The film became an enormous hit in China in 2019 because it grabs a familiar source—*Investiture of the Gods*—and twists the moral wiring. The premise is built on a cosmic mix-up: a Spirit Pearl is meant to produce a savior, a Demon Pearl is meant to produce a destroyer, and thanks to sabotage and drunken incompetence, Ne Zha gets the curse. He comes into the world already branded as a monster.
This is not a delicate movie. It's noisy, frantic, and often very broad on purpose. The humor goes big, with slapstick, distorted faces, and fart jokes that I could definitely have lived without. Still, underneath all that racket is a pretty pointed story about prejudice. The town treats Ne Zha like a demon because it has already decided that's what he is, and he starts performing that role back to them. It's the old wound of the rejected child turning himself into the version everyone fears.

Jiao Zi, who came to animation after studying medicine, has a nice feel for how stress sits in the body. Ao Bing, the dragon prince who receives the coveted Spirit Pearl, moves with an elegant softness—cool colors, flowing lines, everything composed. But that composure is heavy with obligation. His dragon clan is chained beneath the sea, guarding a prison that is also its own punishment, and you can feel that history pressing down on him. When Ao Bing and Ne Zha meet and wind up simply kicking a ball around on the beach, the film briefly stops posturing. For a few quiet minutes, it becomes a story about two lonely kids recognizing the loneliness in each other.

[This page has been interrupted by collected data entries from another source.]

//! Subcommand implementations.

use clap::Args as ClapArgs;
use serde_json::{json, Map, Value};
use std::path::Path;
use std::sync::Arc;
use tokio_stream::StreamExt;
use txflow_account::Wallet;
use txflow_config::Config;
use txflow_core::{
	MethodError, MethodFactory, MethodOutput, ModuleContext, ModuleOptions, TransactionEvent,
};
use txflow_transport::HttpTransport;
use txflow_types::{truncate_id, Address, U256};

#[derive(ClapArgs, Debug)]
pub struct SendArgs {
	/// Sender; defaults to `transaction.default_account`
	#[arg(long)]
	pub from: Option<Address>,
	/// Recipient; omit to deploy `--data` as a contract
	#[arg(long)]
	pub to: Option<Address>,
	/// Value in wei, decimal or 0x-prefixed hex
	#[arg(long)]
	pub value: Option<String>,
	/// Call data as hex
	#[arg(long)]
	pub data: Option<String>,
	#[arg(long)]
	pub gas: Option<u64>,
	/// Gas price in wei
	#[arg(long)]
	pub gas_price: Option<u128>,
	#[arg(long)]
	pub nonce: Option<u64>,
	/// Overrides `transaction.confirmation_blocks`
	#[arg(long)]
	pub confirmations: Option<u64>,
}

/// Loads the configuration and assembles the module around an HTTP
/// transport and the configured wallet.
pub async fn load_module(
	path: &Path,
	confirmations: Option<u64>,
) -> Result<Arc<ModuleContext>, Box<dyn std::error::Error>> {
	let config = Config::from_file(path).await?;
	tracing::info!(url = %config.rpc.url, "Loaded configuration");

	let wallet = Wallet::from_private_keys(config.account.private_keys.iter().cloned())?;
	if !wallet.is_empty() {
		tracing::info!(accounts = wallet.len(), "Managed wallet loaded");
	}

	let mut options = ModuleOptions::from(&config);
	if let Some(confirmations) = confirmations {
		options.confirmation_blocks = confirmations;
	}

	let transport = Arc::new(HttpTransport::new(config.rpc.url.clone()));
	Ok(Arc::new(
		ModuleContext::new(transport, options).with_wallet(wallet),
	))
}

pub fn list_methods() {
	let factory = MethodFactory::default();
	for name in factory.method_names() {
		if let Ok(method) = factory.create_method(name) {
			let descriptor = method.descriptor();
			println!(
				"{:<24} {:<28} {:?}",
				name, descriptor.rpc_method, descriptor.kind
			);
		}
	}
}

pub async fn call(
	module: &Arc<ModuleContext>,
	name: &str,
	params: &[String],
) -> Result<(), Box<dyn std::error::Error>> {
	let mut method = MethodFactory::default().create_method(name)?;
	method.set_parameters(params.iter().map(|p| parse_param(p)).collect());

	match method.execute(module).await? {
		MethodOutput::Value(value) => println!("{}", serde_json::to_string_pretty(&value)?),
		MethodOutput::Pending(pending) => {
			let receipt = pending.await?;
			println!("{}", serde_json::to_string_pretty(&receipt)?);
		}
	}
	Ok(())
}

pub async fn send(
	module: &Arc<ModuleContext>,
	args: &SendArgs,
) -> Result<(), Box<dyn std::error::Error>> {
	let mut method = MethodFactory::default().create_method("sendTransaction")?;
	method.set_parameters(vec![build_request(args)?]);

	let MethodOutput::Pending(mut pending) = method.execute(module).await? else {
		return Err(MethodError::InvalidParameters("sendTransaction returned a value".into()).into());
	};

	let mut events = pending.events();
	let progress = tokio::spawn(async move {
		while let Some(event) = events.next().await {
			match event {
				TransactionEvent::TransactionHash(hash) => {
					tracing::info!(tx_hash = %hash, "Transaction accepted by node");
				}
				TransactionEvent::Confirmation { count, receipt } => {
					tracing::info!(
						tx_hash = %truncate_id(&receipt.transaction_hash.to_string()),
						confirmations = count,
						"Confirmation"
					);
				}
				TransactionEvent::Receipt(_) | TransactionEvent::Error(_) => {}
			}
		}
	});

	let outcome = pending.await;
	let _ = progress.await;
	let receipt = outcome?;
	println!("{}", serde_json::to_string_pretty(&receipt)?);
	Ok(())
}

/// Builds the `sendTransaction` parameter object from the flags.
fn build_request(args: &SendArgs) -> Result<Value, MethodError> {
	let mut request = Map::new();
	if let Some(from) = args.from {
		request.insert("from".into(), json!(from));
	}
	if let Some(to) = args.to {
		request.insert("to".into(), json!(to));
	}
	if let Some(value) = &args.value {
		let value: U256 = value
			.parse()
			.map_err(|_| MethodError::InvalidParameters(format!("invalid value: {}", value)))?;
		request.insert("value".into(), json!(value));
	}
	if let Some(data) = &args.data {
		request.insert("data".into(), json!(data));
	}
	if let Some(gas) = args.gas {
		request.insert("gas".into(), json!(format!("{:#x}", gas)));
	}
	if let Some(gas_price) = args.gas_price {
		request.insert("gasPrice".into(), json!(format!("{:#x}", gas_price)));
	}
	if let Some(nonce) = args.nonce {
		request.insert("nonce".into(), json!(format!("{:#x}", nonce)));
	}
	Ok(Value::Object(request))
}

/// JSON when it parses, a plain string otherwise.
fn parse_param(param: &str) -> Value {
	serde_json::from_str(param).unwrap_or_else(|_| Value::String(param.to_string()))
}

The magical painting sequence is where the craft really jolts awake. Inside that shifting scroll-world, mountains bend, rivers reverse, and the landscape folds over itself like an old watercolor dreaming it can move. It's inventive, playful work, and it does more than decorate a training montage. The unstable world reflects Ne Zha's resistance to being corrected, tamed, or re-authored by someone else's idea of who he should be.

In the end, the whole film turns on a very simple fight: what you're told you are versus what you decide to become. When Ne Zha screams, "My fate is mine, not heaven's," it could have landed as generic animated-movie uplift. Instead, it hits hard because the movie has earned the fury behind it. By the time he sheds that ugly-cute child form in a burst of fire and braces himself beneath a crashing sheet of ice, the moment has real force. He chooses to save people who never gave him much reason to bother. The point isn't whether they earned it. The point is that he won't let them finish the story for him.